Even a "nested" liner is the structural part of the knife.
Not so much. A nested liner is only strong if the handles have enough strength to support it. A knife that relied on a nested liner for its overall strength would be a weak knife indeed, with a rather iffy lock.
The scales on a liner-lock knife are not what give it its strength.
It gives the knife strength, and that strength supports the liner. You could have the thickest, strongest liner in all the land, but if the scales are weak, the lock is weak and the knife is weak.
A framelock (also known as the Chris Reeve Integral lock) simply combines the scale and the liner into the same slab of metal, giving the whole knife more structural strength and stronger lock strength with the same thickness of material compared to a linerlock knife of the same thickness.
And that very small difference is why I said "basically the same".
But they're not "basically" the same. There are some important, key fundemental differences that you're not grasping.
The difference of opinions is so drastic that it still amuses me.
Opinions are drastically different because the knives are. You're amused because you're misinformed and mistaken.

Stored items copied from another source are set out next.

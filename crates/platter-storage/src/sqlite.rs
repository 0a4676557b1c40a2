use std::path::Path;

use diesel::connection::SimpleConnection;
use diesel::prelude::*;
use diesel::sqlite::SqliteConnection;
use diesel_migrations::{EmbeddedMigrations, MigrationHarness, embed_migrations};
use platter_core::{Batch, Sink, SinkError};
use tracing::{debug, info, warn};

use crate::models::rows_for;
use crate::{StorageConfig, StorageError, schema};

pub const MIGRATIONS: EmbeddedMigrations = embed_migrations!("migrations");

/// Writes blocks straight into a SQLite database, one transaction per block.
pub struct SqliteSink {
  conn: Option<SqliteConnection>,
  exclude_images: bool,
}

impl SqliteSink {
  /// Opens the database named by the `[storage]` section.
  pub fn open(config: &StorageConfig) -> Result<Self, StorageError> {
    let path = config.resolved_db_path();
    if let Some(parent) = path.parent().filter(|p| !p.as_os_str().is_empty()) {
      std::fs::create_dir_all(parent)?;
    }

    let sink = Self::open_path(&path, config.journal_mode.as_deref())?;
    Ok(sink.with_exclude_images(config.exclude_images))
  }

  pub fn open_path(path: &Path, journal_mode: Option<&str>) -> Result<Self, StorageError> {
    info!(path = %path.display(), "opening sqlite database");
    let conn = establish(&path.to_string_lossy(), journal_mode)?;
    Ok(Self { conn: Some(conn), exclude_images: false })
  }

  pub fn open_in_memory() -> Result<Self, StorageError> {
    let conn = establish(":memory:", None)?;
    Ok(Self { conn: Some(conn), exclude_images: false })
  }

  pub fn with_exclude_images(mut self, exclude_images: bool) -> Self {
    self.exclude_images = exclude_images;
    self
  }

  /// Underlying connection, for callers that want to read back what was written.
  pub fn connection(&mut self) -> Result<&mut SqliteConnection, SinkError> {
    self.conn.as_mut().ok_or(SinkError::Closed)
  }
}

fn establish(url: &str, journal_mode: Option<&str>) -> Result<SqliteConnection, StorageError> {
  let mut conn = SqliteConnection::establish(url)?;

  conn.batch_execute("PRAGMA foreign_keys = ON;")?;
  if let Some(mode) = journal_mode {
    if mode.is_empty() || !mode.chars().all(|c| c.is_ascii_alphabetic()) {
      return Err(StorageError::JournalMode(mode.to_string()));
    }
    conn.batch_execute(&format!("PRAGMA journal_mode = {mode};"))?;
  }

  let applied = conn.run_pending_migrations(MIGRATIONS).map_err(|e| StorageError::Migration(e.to_string()))?;
  if !applied.is_empty() {
    debug!(count = applied.len(), "applied migrations");
  }

  Ok(conn)
}

impl Sink for SqliteSink {
  fn write_batch(&mut self, batch: Batch<'_>) -> Result<(), SinkError> {
    let exclude_images = self.exclude_images;
    let conn = self.connection()?;
    if batch.is_empty() {
      return Ok(());
    }

    let rows = rows_for(batch, exclude_images)?;
    let result = conn.transaction::<_, diesel::result::Error, _>(|conn| {
      for row in &rows {
        row.insert(conn)?;
      }
      Ok(())
    });

    match result {
      Ok(()) => {
        debug!(file_type = %batch.file_type(), entities = batch.len(), rows = rows.len(), "block committed");
        Ok(())
      }
      Err(err) => {
        warn!(file_type = %batch.file_type(), entities = batch.len(), error = %err, "block rolled back");
        Err(StorageError::from(err).into())
      }
    }
  }

  /// Empties every table, children first.
  fn reset(&mut self) -> Result<(), SinkError> {
    let conn = self.connection()?;

    conn
      .transaction::<_, diesel::result::Error, _>(|conn| {
        diesel::delete(schema::images::table).execute(conn)?;
        diesel::delete(schema::videos::table).execute(conn)?;
        diesel::delete(schema::release_companies::table).execute(conn)?;
        diesel::delete(schema::release_identifiers::table).execute(conn)?;
        diesel::delete(schema::release_tracks::table).execute(conn)?;
        diesel::delete(schema::release_formats::table).execute(conn)?;
        diesel::delete(schema::release_labels::table).execute(conn)?;
        diesel::delete(schema::release_artists::table).execute(conn)?;
        diesel::delete(schema::releases::table).execute(conn)?;
        diesel::delete(schema::masters::table).execute(conn)?;
        diesel::delete(schema::label_labels::table).execute(conn)?;
        diesel::delete(schema::labels::table).execute(conn)?;
        diesel::delete(schema::artist_groups::table).execute(conn)?;
        diesel::delete(schema::artist_members::table).execute(conn)?;
        diesel::delete(schema::artist_aliases::table).execute(conn)?;
        diesel::delete(schema::artists::table).execute(conn)?;
        Ok(())
      })
      .map_err(|e| SinkError::from(StorageError::from(e)))?;

    debug!("sqlite sink reset");
    Ok(())
  }

  fn close(&mut self) -> Result<(), SinkError> {
    if self.conn.take().is_some() {
      debug!("sqlite sink closed");
    }
    Ok(())
  }
}
pub mod config;
pub mod json;
pub mod models;
pub mod schema;
pub mod script;
pub mod sqlite;

pub use config::StorageConfig;
pub use json::JsonSink;
pub use models::{Row, SqlValue, rows_for};
pub use script::{SCHEMA_SQL, SqlScriptSink};
pub use sqlite::SqliteSink;

use platter_config::ConfigError;
use platter_core::SinkError;
use thiserror::Error;

#[derive(Debug, Error)]
pub enum StorageError {
  #[error("connection error: {0}")]
  Connection(#[from] diesel::ConnectionError),

  #[error("query error: {0}")]
  Query(#[from] diesel::result::Error),

  #[error("migration error: {0}")]
  Migration(String),

  #[error("json error: {0}")]
  Json(#[from] serde_json::Error),

  #[error("io error: {0}")]
  Io(#[from] std::io::Error),

  #[error("config error: {0}")]
  Config(#[from] ConfigError),

  #[error("invalid journal mode {0:?}")]
  JournalMode(String),
}

impl From<StorageError> for SinkError {
  fn from(err: StorageError) -> Self {
    match err {
      StorageError::Io(e) => SinkError::Io(e),
      StorageError::Json(e) => SinkError::Serialize(e.to_string()),
      other => SinkError::Storage(other.to_string()),
    }
  }
}
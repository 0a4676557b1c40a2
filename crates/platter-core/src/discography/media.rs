use std::{fmt, str::FromStr};

use serde::{Deserialize, Deserializer, Serialize, Serializer};

/// Imagen asociada a un artista, sello, master o release.
///
/// En el dump todos los datos llegan como atributos de `<image …/>`.
#[derive(Debug, Clone, Default, PartialEq, Eq, Serialize, Deserialize)]
pub struct Image {
  pub height: u32,
  pub width: u32,
  #[serde(rename = "type")]
  pub image_type: ImageType,
  pub uri: String,
  pub uri150: String,
}

/// Papel de la imagen dentro de la ficha.
///
/// Los dumps solo usan `primary` y `secondary`; cualquier otro valor se
/// conserva en [`ImageType::Other`] para no perder información.
#[derive(Debug, Clone, PartialEq, Eq, Hash)]
pub enum ImageType {
  Primary,
  Secondary,
  Other(String),
}

impl Default for ImageType {
  fn default() -> Self {
    ImageType::Other(String::new())
  }
}

impl FromStr for ImageType {
  type Err = std::convert::Infallible;

  /// Parsear nunca falla.
  fn from_str(s: &str) -> Result<Self, Self::Err> {
    let image_type = match s.trim().to_lowercase().as_str() {
      "primary" => ImageType::Primary,
      "secondary" => ImageType::Secondary,
      _ => ImageType::Other(s.to_string()),
    };

    Ok(image_type)
  }
}

impl ImageType {
  pub fn as_str(&self) -> &str {
    match self {
      ImageType::Primary => "primary",
      ImageType::Secondary => "secondary",
      ImageType::Other(s) => s,
    }
  }
}

impl fmt::Display for ImageType {
  fn fmt(&self, f: &mut fmt::Formatter<'_>) -> fmt::Result {
    f.write_str(self.as_str())
  }
}

impl Serialize for ImageType {
  fn serialize<S: Serializer>(&self, serializer: S) -> Result<S::Ok, S::Error> {
    serializer.serialize_str(self.as_str())
  }
}

impl<'de> Deserialize<'de> for ImageType {
  fn deserialize<D: Deserializer<'de>>(deserializer: D) -> Result<Self, D::Error> {
    let raw = String::deserialize(deserializer)?;
    let Ok(image_type) = raw.parse::<ImageType>();
    Ok(image_type)
  }
}

/// Vídeo enlazado desde un master o un release.
///
/// `duration` está en segundos; `embed` indica si el proveedor permite
/// incrustarlo.
#[derive(Debug, Clone, Default, PartialEq, Eq, Serialize, Deserialize)]
pub struct Video {
  pub duration: u32,
  pub embed: bool,
  pub src: String,
  pub title: String,
  pub description: String,
}
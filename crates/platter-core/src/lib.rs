pub mod discography;
pub mod errors;
pub mod ports;

pub use discography::{CatalogEntity, FileType, QualityLevel};
pub use errors::CoreError;
pub use ports::{Batch, Sink, SinkError};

I understand having a preference for frame locks over liner locks, but people will flat out say "suggest a knife, anything but a liner lock".
For all the above reasons. The one important thing that hasn't been mentioned yet, that
always gets mentioned when the Frame v. Liner argument rears its periodic head, is that quality of manufacture is just as important. High quality linerlocks like Emersons, the Microtech LCC, and the Spyderco Military are popular for a reason, and occurrences of lock failure are rare or even unheard of. But they're still linerlocks, and by definition, a linerlock isn't as strong or secure as a framelock of equal quality of manufacture.
And no matter strong a linerlock is, or how good a particular knife's track record is, there will always be some people who cannot ignore the other facts, and don't want to risk their fingers no matter how slim the chance of failure and injury.
Another reason is long-term durability. A linerlock, with very few notable exceptions, is thinner than a frame lock. Even if side-by-side the contact area between blade and lock of a Spyderco Military is the same as a Sebenza, the Sebenza will last longer before wearing out.
Although I have owned several liner/frame locks, and still own a few, I prefer locks that allow the knife to be closed one-handed without putting any part of my hand in the blade path.